Residential areas of Libya's capital becoming 'battlefields', says Red Cross
Intensified fighting for control of the Libyan capital is turning residential areas of Tripoli into "battlefields", the Red Cross said Thursday, amid a row over France’s alleged backing of military strongman Khalifa Haftar.
"The humanitarian situation in and around Tripoli has deteriorated sharply over the past three weeks," since Haftar launched an offensive on April 4 against forces loyal to the internationally-recognised Government of National Accord (GNA), the International Committee of the Red Cross said in a statement.
"More than 30,000 people are said to have fled their homes and are sheltering with relatives or in public buildings," it said, a figure which Libyan authorities and the United Nations say has risen to almost 35,000.
"Tripoli's basic services and infrastructure, such as hospitals and water pumping stations, which have already suffered from violence over the past eight years, are being weakened further," it said, referring to the insecurity in Libya since the 2011 uprising that ousted dictator Muammar Gaddafi.
Youness Rahoui, the head of office in Tripoli for the ICRC, singled out the impact of the violence, which has focused on Tripoli's southern suburbs, on residents of the capital.
"One of our greatest concerns is for civilians living near the frontlines. Densely-populated residential areas are gradually turning into battlefields," Rahoui said.
He also said it was becoming "increasingly dangerous for medical workers to retrieve the wounded, with mounting reports of indiscriminate shelling".
At least 278 people have been killed and more than 1,300 wounded in the clashes, according to the latest casualty toll from the World Health Organisation.
GNA leader excoriates France for ‘supporting a dictator’
The Red Cross’ announcement comes after Fayez-al-Sarraj, the head of the GNA, lambasted France on Wednesday for supporting Haftar, who has carved out a de facto state in the east of Libya.
Sarraj denounced Paris for backing a "dictator," in his harshest criticism yet of French diplomacy, in an interview with left-wing French daily Libération.

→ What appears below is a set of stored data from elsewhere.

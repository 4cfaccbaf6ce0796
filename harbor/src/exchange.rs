use crate::{
    config::CurrencySettings,
    event::{DataTick, Direction, FillEvent, OrderEvent, OrderType},
};
use rand::{Rng, SeedableRng, rngs::StdRng};
use tracing::debug;

/// Simulated exchange: fills sized orders against data ticks with a bounded slippage model and
/// maker/taker fees.
///
/// Slippage draws uniformly from `[min_slippage_percent, max_slippage_percent]` using a seeded
/// RNG, so identical configurations produce identical fills.
#[derive(Debug)]
pub struct SimulatedExchange {
    rng: StdRng,
}

impl SimulatedExchange {
    pub fn new(seed: u64) -> Self {
        Self {
            rng: StdRng::seed_from_u64(seed),
        }
    }

    /// Attempt to fill an order against the provided [`DataTick`].
    ///
    /// Market orders price from the tick close. Limit orders require the tick's range to reach
    /// the limit price, otherwise no fill occurs this tick. Trade-tape ticks fill by walking
    /// the tape up to the order amount.
    pub fn fill(
        &mut self,
        order: &OrderEvent,
        tick: &DataTick,
        settings: &CurrencySettings,
    ) -> Option<FillEvent> {
        let base_price = match order.order_type {
            OrderType::Market => tick.candle.close,
            OrderType::Limit => {
                let reachable = match order.direction {
                    Direction::Buy => tick.candle.low <= order.price,
                    Direction::Sell => tick.candle.high >= order.price,
                    _ => false,
                };
                if !reachable {
                    debug!(price = order.price, "limit order not reachable this tick");
                    return None;
                }
                order.price
            }
        };

        let (amount, tape_price) = if tick.trades.is_empty() {
            (order.amount, base_price)
        } else {
            walk_tape(order, tick, base_price)
        };
        if amount <= 0.0 {
            return None;
        }

        // Slippage moves the price adversely within the configured bounds
        let slippage_pct = self
            .rng
            .random_range(settings.min_slippage_percent..=settings.max_slippage_percent);
        let slip = tape_price * slippage_pct / 100.0;
        let purchase_price = match order.direction {
            Direction::Buy => tape_price + slip,
            Direction::Sell => tape_price - slip,
            _ => return None,
        };

        let total = purchase_price * amount;
        let fee_rate = match order.order_type {
            OrderType::Limit => settings.maker_fee,
            OrderType::Market => settings.taker_fee,
        };

        Some(FillEvent {
            meta: tick.meta.clone(),
            direction: order.direction,
            amount,
            purchase_price,
            total,
            fee: total * fee_rate,
            slippage_cost: slip * amount,
        })
    }
}

/// Walk the trade tape, accumulating volume up to the order amount, and return the filled
/// amount with its volume weighted price.
fn walk_tape(order: &OrderEvent, tick: &DataTick, fallback_price: f64) -> (f64, f64) {
    let mut remaining = order.amount;
    let mut notional = 0.0;
    let mut filled = 0.0;

    for trade in &tick.trades {
        if remaining <= 0.0 {
            break;
        }
        let take = trade.amount.min(remaining);
        notional += take * trade.price;
        filled += take;
        remaining -= take;
    }

    if filled <= 0.0 {
        (order.amount.min(tick.candle.volume), fallback_price)
    } else {
        (filled, notional / filled)
    }
}

#[cfg(test)]
mod tests {
    use super::*;
    use crate::{
        config::MinMax,
        data::test_util::{market_key, tick},
        event::EventMeta,
    };
    use harbor_data::subscription::trade::PublicTrade;
    use harbor_exchange::kline::Interval;
    use harbor_instrument::{Side, asset::AssetClass, exchange::VenueId, symbol::Symbol};

    fn settings(min_slip: f64, max_slip: f64) -> CurrencySettings {
        CurrencySettings {
            venue: VenueId::BinanceSpot,
            asset: AssetClass::Spot,
            base: Symbol::new("btc"),
            quote: Symbol::new("usdt"),
            initial_base_funds: 0.0,
            initial_quote_funds: 1000.0,
            buy_side: MinMax::default(),
            sell_side: MinMax::default(),
            maker_fee: 0.001,
            taker_fee: 0.002,
            min_slippage_percent: min_slip,
            max_slippage_percent: max_slip,
            use_exchange_order_limits: false,
            skip_candle_volume_fit_check: false,
        }
    }

    fn order(direction: Direction, order_type: OrderType, price: f64, amount: f64) -> OrderEvent {
        OrderEvent {
            meta: EventMeta::new(market_key(), Default::default(), Interval::OneHour),
            direction,
            order_type,
            price,
            amount,
        }
    }

    #[test]
    fn test_market_order_fills_from_close_with_fees() {
        let mut exchange = SimulatedExchange::new(42);
        let fill = exchange
            .fill(
                &order(Direction::Buy, OrderType::Market, 0.0, 2.0),
                &tick(0, 100.0),
                &settings(0.0, 0.000001),
            )
            .unwrap();

        assert_eq!(fill.amount, 2.0);
        assert!((fill.purchase_price - 100.0).abs() < 0.01);
        assert!((fill.fee - fill.total * 0.002).abs() < f64::EPSILON);
    }

    #[test]
    fn test_limit_order_requires_reachable_price() {
        let mut exchange = SimulatedExchange::new(42);
        let tick = tick(0, 100.0); // low = 99, high = 101

        // Buy limit below the low never fills this tick
        assert!(
            exchange
                .fill(
                    &order(Direction::Buy, OrderType::Limit, 90.0, 1.0),
                    &tick,
                    &settings(0.0, 0.000001),
                )
                .is_none()
        );

        // Buy limit within range fills at the limit price (maker fee)
        let fill = exchange
            .fill(
                &order(Direction::Buy, OrderType::Limit, 100.0, 1.0),
                &tick,
                &settings(0.0, 0.000001),
            )
            .unwrap();
        assert!((fill.purchase_price - 100.0).abs() < 0.01);
        assert!((fill.fee - fill.total * 0.001).abs() < f64::EPSILON);
    }

    #[test]
    fn test_slippage_moves_price_adversely_within_bounds() {
        let mut exchange = SimulatedExchange::new(42);
        let settings = settings(1.0, 2.0);

        let buy = exchange
            .fill(
                &order(Direction::Buy, OrderType::Market, 0.0, 1.0),
                &tick(0, 100.0),
                &settings,
            )
            .unwrap();
        assert!(buy.purchase_price >= 101.0 && buy.purchase_price <= 102.0);

        let sell_tick = tick(0, 100.0);
        let mut exchange = SimulatedExchange::new(42);
        let sell = exchange
            .fill(
                &order(Direction::Sell, OrderType::Market, 0.0, 1.0),
                &sell_tick,
                &settings,
            )
            .unwrap();
        assert!(sell.purchase_price <= 99.0 && sell.purchase_price >= 98.0);
    }

    #[test]
    fn test_identical_seeds_fill_identically() {
        let settings = settings(0.5, 1.5);
        let order = order(Direction::Buy, OrderType::Market, 0.0, 1.0);

        let mut a = SimulatedExchange::new(7);
        let mut b = SimulatedExchange::new(7);
        assert_eq!(
            a.fill(&order, &tick(0, 100.0), &settings),
            b.fill(&order, &tick(0, 100.0), &settings),
        );
    }

    #[test]
    fn test_tape_walking_fills_up_to_order_amount() {
        let mut exchange = SimulatedExchange::new(42);
        let mut data = tick(0, 100.0);
        data.trades = vec![
            PublicTrade {
                id: "1".to_string(),
                price: 100.0,
                amount: 1.0,
                side: Side::Sell,
            },
            PublicTrade {
                id: "2".to_string(),
                price: 102.0,
                amount: 1.0,
                side: Side::Sell,
            },
            PublicTrade {
                id: "3".to_string(),
                price: 104.0,
                amount: 5.0,
                side: Side::Sell,
            },
        ];

        let fill = exchange
            .fill(
                &order(Direction::Buy, OrderType::Market, 0.0, 2.0),
                &data,
                &settings(0.0, 0.000001),
            )
            .unwrap();

        // Walked 1.0 @ 100 and 1.0 @ 102: VWAP 101
        assert_eq!(fill.amount, 2.0);
        assert!((fill.purchase_price - 101.0).abs() < 0.01);
    }
}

"We are surprised that France does not support our government that is democratic, but supports a dictator," Sarraj continued.
"When Emmanuel Macron called me, I warned him that public opinion was against France. We don't want Libyans to hate France. France still has a positive and important role to play," he said.
In a separate interview with the Le Monde on Monday, Sarraj said France was partly to blame for Haftar's offensive on Tripoli.
"The disproportional support from France towards Haftar is what made him decide to take action and abandon the political process," he said.
Although it has long been suspected of backing him, France publicly denies supporting Haftar. It says it has contact with all the actors competing for advantage in Libya.
‘A looming banking crisis’ for Haftar
One way in which militias are jostling for hegemony relates to money. Indeed, the outcome of Haftar’s offensive on Tripoli could be determined by a separate battle -- to keep open the parallel finance system that funds his soldiers.
The general has funded his eastern state with a mix of unofficial bonds, Russia-printed cash and deposits from eastern banks, accumulating debt worth around 35 billion Libyan dinars ($25.18 billion) outside the official banking system.
But diplomats and banking sources say that those sources of support might be closing, as the Tripoli-based central bank, which controls the country's energy revenues, has taken steps to curtail the operations of banks in the east.
Those banks have in recent months struggled to meet minimum deposit requirements, which could give the Tripoli central bank allied to Tripoli Premier Fayez al-Serraj the excuse to shut off access to hard currency, they said.
"There is a looming banking crisis that could undermine eastern authorities' ability to fund themselves in the near future," Claudia Gazzini, senior Libya analyst at International Crisis Group, told Reuters.
"The crisis was already in the making before the war broke out," she continued.